- _Exercise requirements_
From the records below, pull each line that has "chunked".

++++ Data shown ++++

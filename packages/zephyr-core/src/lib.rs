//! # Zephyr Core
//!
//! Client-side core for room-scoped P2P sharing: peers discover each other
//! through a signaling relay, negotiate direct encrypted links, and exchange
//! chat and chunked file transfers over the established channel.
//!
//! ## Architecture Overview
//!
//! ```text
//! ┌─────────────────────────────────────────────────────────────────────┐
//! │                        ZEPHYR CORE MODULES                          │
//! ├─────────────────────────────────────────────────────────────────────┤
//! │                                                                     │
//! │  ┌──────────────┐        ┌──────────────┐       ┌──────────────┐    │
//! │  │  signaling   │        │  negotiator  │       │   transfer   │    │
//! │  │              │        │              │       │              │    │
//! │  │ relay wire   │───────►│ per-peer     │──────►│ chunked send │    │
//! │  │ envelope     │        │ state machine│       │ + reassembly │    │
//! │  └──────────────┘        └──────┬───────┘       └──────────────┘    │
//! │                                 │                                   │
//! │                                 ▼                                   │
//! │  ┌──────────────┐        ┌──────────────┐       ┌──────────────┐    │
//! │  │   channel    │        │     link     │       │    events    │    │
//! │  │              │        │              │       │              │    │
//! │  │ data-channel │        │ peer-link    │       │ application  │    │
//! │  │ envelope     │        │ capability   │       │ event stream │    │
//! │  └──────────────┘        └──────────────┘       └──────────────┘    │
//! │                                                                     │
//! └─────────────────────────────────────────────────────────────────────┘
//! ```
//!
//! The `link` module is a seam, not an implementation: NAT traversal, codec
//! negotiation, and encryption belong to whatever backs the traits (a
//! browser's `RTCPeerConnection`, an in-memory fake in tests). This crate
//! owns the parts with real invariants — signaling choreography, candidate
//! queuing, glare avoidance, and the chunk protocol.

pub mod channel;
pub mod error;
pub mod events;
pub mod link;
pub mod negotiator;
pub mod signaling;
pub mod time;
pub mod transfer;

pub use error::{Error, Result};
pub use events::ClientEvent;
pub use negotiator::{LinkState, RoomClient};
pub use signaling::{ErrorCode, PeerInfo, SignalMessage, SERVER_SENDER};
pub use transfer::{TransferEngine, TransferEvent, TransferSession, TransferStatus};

++++

- _Response_
//! chat and chunked file transfers over the established channel.
//! │  │ relay wire   │───────►│ per-peer     │──────►│ chunked send │    │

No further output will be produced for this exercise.